— ABOUT THIS EXERCISE —
Copy out, exactly, the first line of the entries below and every line after it through the one containing "Default, PartialEq, Eq)]".

EXTRACTED INFORMATION Block Start

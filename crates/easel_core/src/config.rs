//! Engine configuration file (JSON) and an mtime-polling watcher for hot reload.
//!
//! Every field has a default, so a partial file is fine; a missing file falls
//! back to `EngineConfig::default()` with a warning. Validation is strict on
//! numeric ranges so the loop can assume positive rates and sizes.

use serde::Deserialize;
use std::fs;
use std::path::{Path, PathBuf};
use std::time::SystemTime;

use crate::error::EaselError;

pub const CONFIG_VERSION: &str = "0.1";

#[derive(Debug, Deserialize, Clone, PartialEq)]
pub struct EngineConfig {
    #[serde(default = "default_version")]
    pub version: String,
    #[serde(default = "default_title")]
    pub title: String,
    #[serde(default)]
    pub surface: SurfaceConfig,
    #[serde(default)]
    pub timing: TimingConfig,
}

#[derive(Debug, Deserialize, Clone, PartialEq)]
pub struct SurfaceConfig {
    #[serde(default = "default_width")]
    pub width: u32,
    #[serde(default = "default_height")]
    pub height: u32,
    #[serde(default = "default_scale")]
    pub scale: f32,
    /// Clear colour as RGBA.
    #[serde(default = "default_background")]
    pub background: [u8; 4],
}

#[derive(Debug, Deserialize, Clone, Copy, Default, PartialEq, Eq)]
#[serde(rename_all = "lowercase")]
pub enum StepMode {
    #[default]
    Fixed,
    Variable,
}

#[derive(Debug, Deserialize, Clone, Copy, PartialEq)]
pub struct TimingConfig {
    #[serde(default = "default_target_fps")]
    pub target_fps: f64,
    #[serde(default)]
    pub step_mode: StepMode,
    #[serde(default = "default_fixed_dt")]
    pub fixed_dt: f64,
    #[serde(default = "default_max_accumulator")]
    pub max_accumulator: f64,
}

impl Default for EngineConfig {
    fn default() -> Self {
        Self {
            version: default_version(),
            title: default_title(),
            surface: SurfaceConfig::default(),
            timing: TimingConfig::default(),
        }
    }
}

impl Default for SurfaceConfig {
    fn default() -> Self {
        Self {
            width: default_width(),
            height: default_height(),
            scale: default_scale(),
            background: default_background(),
        }
    }
}

impl Default for TimingConfig {
    fn default() -> Self {
        Self {
            target_fps: default_target_fps(),
            step_mode: StepMode::Fixed,
            fixed_dt: default_fixed_dt(),
            max_accumulator: default_max_accumulator(),
        }
    }
}

pub fn load_config_from_path(path: &Path) -> Result<EngineConfig, EaselError> {
    let raw = fs::read_to_string(path).map_err(|e| {
        EaselError::Config(format!("Failed to read config {}: {e}", path.display()))
    })?;
    parse_config(&raw)
        .map_err(|e| EaselError::Config(format!("{} ({})", e, path.display())))
}

pub fn parse_config(raw: &str) -> Result<EngineConfig, String> {
    let config: EngineConfig =
        serde_json::from_str(raw).map_err(|e| format!("Failed to parse config JSON: {e}"))?;
    validate_config(&config)?;
    Ok(config)
}

/// Load `path` if it exists, otherwise defaults. A file that exists but fails
/// to load is still an error.
pub fn load_config_or_default(path: &Path) -> Result<EngineConfig, EaselError> {
    if !path.exists() {
        log::warn!(
            "Config '{}' not found, using built-in defaults",
            path.display()
        );
        return Ok(EngineConfig::default());
    }
    load_config_from_path(path)
}

fn validate_config(config: &EngineConfig) -> Result<(), String> {
    if config.version != CONFIG_VERSION {
        return Err(format!(
            "Config validation failed: unsupported version '{}'",
            config.version
        ));
    }
    let surface = &config.surface;
    if surface.width == 0 || surface.height == 0 {
        return Err(format!(
            "Config validation failed: surface size {}x{} must be non-zero",
            surface.width, surface.height
        ));
    }
    if !(surface.scale > 0.0) {
        return Err(format!(
            "Config validation failed: surface scale {} must be > 0",
            surface.scale
        ));
    }
    let timing = &config.timing;
    if !(timing.target_fps > 0.0) {
        return Err("Config validation failed: target_fps must be > 0".to_string());
    }
    if !(timing.fixed_dt > 0.0) {
        return Err("Config validation failed: fixed_dt must be > 0".to_string());
    }
    if timing.max_accumulator < timing.fixed_dt {
        return Err(format!(
            "Config validation failed: max_accumulator {} is smaller than fixed_dt {}",
            timing.max_accumulator, timing.fixed_dt
        ));
    }
    Ok(())
}

/// Polls a file's modification time. `should_reload` returns true once per
/// observed change, including the file appearing for the first time.
pub struct ConfigWatcher {
    path: PathBuf,
    last_seen_modified: Option<SystemTime>,
}

impl ConfigWatcher {
    pub fn new(path: PathBuf) -> Self {
        let last_seen_modified = modified_time(&path);
        Self {
            path,
            last_seen_modified,
        }
    }

    pub fn path(&self) -> &Path {
        &self.path
    }

    pub fn should_reload(&mut self) -> bool {
        let current = modified_time(&self.path);
        match (self.last_seen_modified, current) {
            (Some(old), Some(now)) if now > old => {
                self.last_seen_modified = Some(now);
                true
            }
            (None, Some(now)) => {
                self.last_seen_modified = Some(now);
                true
            }
            _ => false,
        }
    }
}

fn modified_time(path: &Path) -> Option<SystemTime> {
    fs::metadata(path).ok()?.modified().ok()
}

fn default_version() -> String {
    CONFIG_VERSION.to_string()
}

fn default_title() -> String {
    "Easel".to_string()
}

const fn default_width() -> u32 {
    480
}

const fn default_height() -> u32 {
    320
}

const fn default_scale() -> f32 {
    2.0
}

const fn default_background() -> [u8; 4] {
    [16, 16, 24, 255]
}

const fn default_target_fps() -> f64 {
    60.0
}

const fn default_fixed_dt() -> f64 {
    1.0 / 60.0
}

const fn default_max_accumulator() -> f64 {
    0.25
}

#[cfg(test)]
mod tests {
    use super::*;
    use std::time::UNIX_EPOCH;

    fn temp_file_path(name_hint: &str) -> PathBuf {
        let nanos = SystemTime::now()
            .duration_since(UNIX_EPOCH)
            .expect("system time before unix epoch")
            .as_nanos();
        std::env::temp_dir().join(format!(
            "easel_config_test_{}_{}_{}.json",
            name_hint,
            std::process::id(),
            nanos
        ))
    }

    #[test]
    fn empty_object_yields_defaults() {
        let config = parse_config("{}").expect("defaults should validate");
        assert_eq!(config, EngineConfig::default());
        assert_eq!(config.surface.width, 480);
        assert_eq!(config.surface.height, 320);
        assert_eq!(config.timing.step_mode, StepMode::Fixed);
    }

    #[test]
    fn parses_partial_sections() {
        let config = parse_config(
            r#"{
              "title": "demo",
              "surface": { "scale": 3.0 },
              "timing": { "target_fps": 30.0, "step_mode": "variable" }
            }"#,
        )
        .expect("should parse");
        assert_eq!(config.title, "demo");
        assert_eq!(config.surface.scale, 3.0);
        assert_eq!(config.surface.width, 480);
        assert_eq!(config.timing.target_fps, 30.0);
        assert_eq!(config.timing.step_mode, StepMode::Variable);
    }

    #[test]
    fn rejects_bad_version() {
        let err = parse_config(r#"{ "version": "9.9" }"#).expect_err("bad version");
        assert!(err.contains("unsupported version"));
    }

    #[test]
    fn rejects_non_positive_scale_and_rates() {
        let err = parse_config(r#"{ "surface": { "scale": 0.0 } }"#).expect_err("zero scale");
        assert!(err.contains("scale"));
        let err =
            parse_config(r#"{ "timing": { "target_fps": 0.0 } }"#).expect_err("zero fps");
        assert!(err.contains("target_fps"));
        let err = parse_config(r#"{ "timing": { "fixed_dt": 0.5, "max_accumulator": 0.25 } }"#)
            .expect_err("cap below step");
        assert!(err.contains("max_accumulator"));
    }

    #[test]
    fn load_from_path_reports_config_error() {
        let path = temp_file_path("broken");
        fs::write(&path, "{ not json").expect("write temp file");
        let err = load_config_from_path(&path).expect_err("broken json");
        assert!(matches!(err, EaselError::Config(_)));
        let _ = fs::remove_file(path);
    }

    #[test]
    fn missing_file_falls_back_to_defaults() {
        let path = temp_file_path("missing");
        let _ = fs::remove_file(&path);
        let config = load_config_or_default(&path).expect("defaults");
        assert_eq!(config, EngineConfig::default());
    }

    #[test]
    fn watcher_detects_newly_created_file() {
        let path = temp_file_path("watcher_create");
        let _ = fs::remove_file(&path);

        let mut watcher = ConfigWatcher::new(path.clone());
        assert!(!watcher.should_reload(), "missing file should not reload");

        fs::write(&path, "{}").expect("write temp file");
        assert!(
            watcher.should_reload(),
            "creating file should trigger reload once"
        );
        assert!(
            !watcher.should_reload(),
            "without changes, second poll should not reload"
        );

        let _ = fs::remove_file(path);
    }
}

EXTRACTED INFORMATION Block End

— ANSWER FOR THE TASK —
filename crates/easel_core/src/config.rs
//! Engine configuration file (JSON) and an mtime-polling watcher for hot reload.
//!
//! Every field has a default, so a partial file is fine; a missing file falls
//! back to `EngineConfig::default()` with a warning. Validation is strict on
//! numeric ranges so the loop can assume positive rates and sizes.

use serde::Deserialize;
use std::fs;
use std::path::{Path, PathBuf};
use std::time::SystemTime;

use crate::error::EaselError;

pub const CONFIG_VERSION: &str = "0.1";

#[derive(Debug, Deserialize, Clone, PartialEq)]
pub struct EngineConfig {
    #[serde(default = "default_version")]
    pub version: String,
    #[serde(default = "default_title")]
    pub title: String,
    #[serde(default)]
    pub surface: SurfaceConfig,
    #[serde(default)]
    pub timing: TimingConfig,
}

#[derive(Debug, Deserialize, Clone, PartialEq)]
pub struct SurfaceConfig {
    #[serde(default = "default_width")]
    pub width: u32,
    #[serde(default = "default_height")]
    pub height: u32,
    #[serde(default = "default_scale")]
    pub scale: f32,
    /// Clear colour as RGBA.
    #[serde(default = "default_background")]
    pub background: [u8; 4],
}

#[derive(Debug, Deserialize, Clone, Copy, Default, PartialEq, Eq)]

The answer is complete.